Friday, July 10, 2009

Never talk politics and religion...

Fourth year medical students are warned at my school to avoid the topics of politics and religion when applying for residency programs. We are taught in the preceding years that this applies to clinical encounters with patients and to professionalism in medicine.

The fundamentally flawed assumption in all this is that the practice and discourse of medicine are scientific and therefore fundamentally non-political.

This is, of course, entirely untrue. The provision of allopathic medical care at wealthy academic medical centers is absolutely political, based on access to the accruing benefits of power and violence that permit capital accumulation.
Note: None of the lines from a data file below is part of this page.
use async_trait::async_trait;
use chrono::{DateTime, Duration, Utc};
use std::collections::HashMap;
use std::sync::{Arc, Mutex, MutexGuard};
use uuid::Uuid;

use vidrelay_core::models::{Job, JobFilter, JobMutation, JobState, NewJob};

use super::ledger::{validate_initial_state, validate_mutation, JobLedger, LedgerError};

#[derive(Default)]
struct MemoryState {
    jobs: HashMap<Uuid, Job>,
    /// Insertion order, used to break `created_at` ties.
    order: Vec<Uuid>,
    transitions: HashMap<Uuid, Vec<JobState>>,
}

/// Process-local ledger. Nothing survives a restart.
///
/// Every state a job passes through is kept in order and exposed by
/// [`MemoryJobLedger::transitions`].
#[derive(Clone, Default)]
pub struct MemoryJobLedger {
    inner: Arc<Mutex<MemoryState>>,
}

impl MemoryJobLedger {
    pub fn new() -> Self {
        Self::default()
    }

    fn lock(&self) -> MutexGuard<'_, MemoryState> {
        self.inner.lock().unwrap_or_else(|poisoned| poisoned.into_inner())
    }

    /// States recorded for `id`, starting with its initial state.
    pub fn transitions(&self, id: Uuid) -> Vec<JobState> {
        self.lock().transitions.get(&id).cloned().unwrap_or_default()
    }

    /// Shift a job's timestamps into the past, as if it had been idle for `by`.
    pub fn backdate(&self, id: Uuid, by: Duration) {
        let mut state = self.lock();
        if let Some(job) = state.jobs.get_mut(&id) {
            job.updated_at -= by;
            job.created_at -= by;
            job.next_attempt_at -= by;
            if let Some(started) = job.started_at.as_mut() {
                *started -= by;
            }
            if let Some(completed) = job.completed_at.as_mut() {
                *completed -= by;
            }
        }
    }

    pub fn len(&self) -> usize {
        self.lock().jobs.len()
    }

    pub fn is_empty(&self) -> bool {
        self.len() == 0
    }
}

fn apply(job: &mut Job, mutation: JobMutation, now: DateTime<Utc>) {
    if let Some(strategy) = mutation.strategy {
        job.strategy = Some(strategy);
    }
    if let Some(bytes) = mutation.bytes_transferred {
        job.bytes_transferred = bytes;
    }
    if let Some(result_ref) = mutation.result_ref {
        job.result_ref = Some(result_ref);
    }
    if let Some(error) = mutation.error {
        job.error = Some(error);
    }
    if mutation.increment_retry {
        job.retry_count += 1;
    }
    if let Some(next_attempt_at) = mutation.next_attempt_at {
        job.next_attempt_at = next_attempt_at;
    }
    if let Some(cancel_requested) = mutation.cancel_requested {
        job.cancel_requested = cancel_requested;
    }
    if let Some(webhook_fired) = mutation.webhook_fired {
        job.webhook_fired = webhook_fired;
    }
    if let Some(upload_id) = mutation.multipart_upload_id {
        job.multipart_upload_id = Some(upload_id);
    }
    if let Some(next) = mutation.state {
        job.state = next;
        job.multipart_upload_id = None;
        if next == JobState::Completed {
            job.error = None;
        }
        if next.is_terminal() {
            job.completed_at = Some(now);
        }
    }
    job.updated_at = now;
}

#[async_trait]
impl JobLedger for MemoryJobLedger {
    async fn create(&self, new: NewJob) -> Result<Job, LedgerError> {
        validate_initial_state(&new)?;

        let mut state = self.lock();
        if let Some(key) = new.idempotency_key.as_deref() {
            if let Some(existing) = state
                .jobs
                .values()
                .find(|j| j.idempotency_key.as_deref() == Some(key))
            {
                return Err(LedgerError::DuplicateRequest {
                    key: key.to_string(),
                    existing: existing.id,
                });
            }
        }

        let now = Utc::now();
        let job = Job {
            id: Uuid::new_v4(),
            source_ref: new.source_ref,
            declared_size: new.declared_size,
            content_type: new.content_type,
            destination_key: new.destination_key,
            state: new.state,
            strategy: new.strategy,
            bytes_transferred: new.bytes_transferred,
            result_ref: new.result_ref,
            error: None,
            retry_count: 0,
            max_retries: new.max_retries,
            next_attempt_at: now,
            idempotency_key: new.idempotency_key,
            context: new.context,
            cancel_requested: false,
            webhook_fired: false,
            multipart_upload_id: None,
            created_at: now,
            updated_at: now,
            started_at: None,
            completed_at: (new.state == JobState::Completed).then_some(now),
        };

        state.order.push(job.id);
        state.transitions.insert(job.id, vec![job.state]);
        state.jobs.insert(job.id, job.clone());

        tracing::debug!(job.id = %job.id, state = %job.state, "Job created");
        Ok(job)
    }

    async fn get(&self, id: Uuid) -> Result<Job, LedgerError> {
        self.lock()
            .jobs
            .get(&id)
            .cloned()
            .ok_or(LedgerError::NotFound(id))
    }

    async fn update(
        &self,
        id: Uuid,
        expected: JobState,
        mutation: JobMutation,
    ) -> Result<Job, LedgerError> {
        validate_mutation(id, expected, &mutation)?;

        let mut state = self.lock();
        let job = state.jobs.get_mut(&id).ok_or(LedgerError::NotFound(id))?;
        if job.state != expected {
            return Err(LedgerError::Conflict {
                id,
                expected,
                actual: job.state,
            });
        }
        if !mutation.holds_claim(job.started_at) {
            return Err(LedgerError::ClaimLost { id });
        }

        let next = mutation.state;
        apply(job, mutation, Utc::now());
        let updated = job.clone();

        if let Some(next) = next {
            state.transitions.entry(id).or_default().push(next);
            tracing::debug!(job.id = %id, from = %expected, to = %next, "Job transitioned");
        }

        Ok(updated)
    }

    async fn list_by(&self, filter: &JobFilter) -> Result<Vec<Job>, LedgerError> {
        let state = self.lock();
        let jobs = state
            .order
            .iter()
            .rev()
            .filter_map(|id| state.jobs.get(id))
            .filter(|job| filter.state.is_none_or(|s| job.state == s))
            .skip(filter.effective_offset() as usize)
            .take(filter.effective_limit() as usize)
            .cloned()
            .collect();
        Ok(jobs)
    }

    async fn claim_next(&self) -> Result<Option<Job>, LedgerError> {
        let now = Utc::now();
        let mut state = self.lock();

        let candidate = state
            .order
            .iter()
            .filter_map(|id| state.jobs.get(id))
            .filter(|job| job.is_ready_to_run(now))
            .min_by_key(|job| job.next_attempt_at)
            .map(|job| job.id);

        let Some(id) = candidate else {
            return Ok(None);
        };

        let claimed = match state.jobs.get_mut(&id) {
            Some(job) => {
                job.state = JobState::Running;
                job.bytes_transferred = 0;
                job.started_at = Some(now);
                job.updated_at = now;
                job.clone()
            }
            None => return Ok(None),
        };
        state
            .transitions
            .entry(id)
            .or_default()
            .push(JobState::Running);

        Ok(Some(claimed))
    }

    async fn find_stale_running(
        &self,
        updated_before: DateTime<Utc>,
        limit: i64,
    ) -> Result<Vec<Job>, LedgerError> {
        let state = self.lock();
        let mut jobs: Vec<Job> = state
            .jobs
            .values()
            .filter(|job| job.state == JobState::Running && job.updated_at < updated_before)
            .cloned()
            .collect();
        jobs.sort_by_key(|job| job.updated_at);
        jobs.truncate(limit.max(0) as usize);
        Ok(jobs)
    }

    async fn find_unfired_completed(
        &self,
        completed_before: DateTime<Utc>,
        limit: i64,
    ) -> Result<Vec<Job>, LedgerError> {
        let state = self.lock();
        let mut jobs: Vec<Job> = state
            .jobs
            .values()
            .filter(|job| {
                job.state == JobState::Completed
                    && !job.webhook_fired
                    && job.completed_at.is_some_and(|at| at < completed_before)
            })
            .cloned()
            .collect();
        jobs.sort_by_key(|job| job.completed_at);
        jobs.truncate(limit.max(0) as usize);
        Ok(jobs)
    }

    async fn delete_finished_before(&self, cutoff: DateTime<Utc>) -> Result<u64, LedgerError> {
        let mut state = self.lock();
        let expired: Vec<Uuid> = state
            .jobs
            .values()
            .filter(|job| {
                job.state.is_terminal() && job.completed_at.unwrap_or(job.updated_at) < cutoff
            })
            .map(|job| job.id)
            .collect();

        for id in &expired {
            state.jobs.remove(id);
            state.transitions.remove(id);
        }
        state.order.retain(|id| !expired.contains(id));

        Ok(expired.len() as u64)
    }
}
I wish I could say, however, that the political practices of biomedicine are limited to such insidious phenomena. In that case, one could say that at least physicians, nurses and everyone else is just doing their best. Any instances of collusion in regnant economies of inequality and harvests of violence are unfortunate and unintended. If politics is implicated in medicine, it must be working behind the backs of those teams of sleep-deprived people in white coats who congregate every morning before most other people are awake.

Fine. If that is so, then why is it acceptable on the in-patient wards to complain about Medicare physician payment cuts, and about Obama's "socialist" healthcare plan?

If it is so damn hard to pay taxes out of a six-digit physician's salary, then why not complain about the "hard-earned tax dollars" that go to the military budget every year without fail? That is, ~$500 billion per year, depending on how you do the math. Comparing this figure to Obama's stimulus package CBO and to the healthcare budget, we are faced with the gut-wrenching realization that people (who happen to be physicians) can be bitterly opposed to "government-sponsored" healthcare while having little problem with government-perpetrated violence.

Physicians can be as self-serving and reactionary as anyone else who benefits from the way things are. Unfortunately, the contemporary industries of medical education and healthcare provision reward these qualities.

Lest this sound like an angry rant, I should say that I am deeply, deeply saddened by all of this. I have had the luxury of persisting, albeit in little ways, in those brands of radical idealism that call for lived and pragmatic solidarity with the poorest and most marginalized.

And it is horribly, devastatingly disappointing to witness such countervailing ideologies and ways of being-in-the-world in people with whom I share something so presumably sacrosanct as the mandate to alleviate suffering.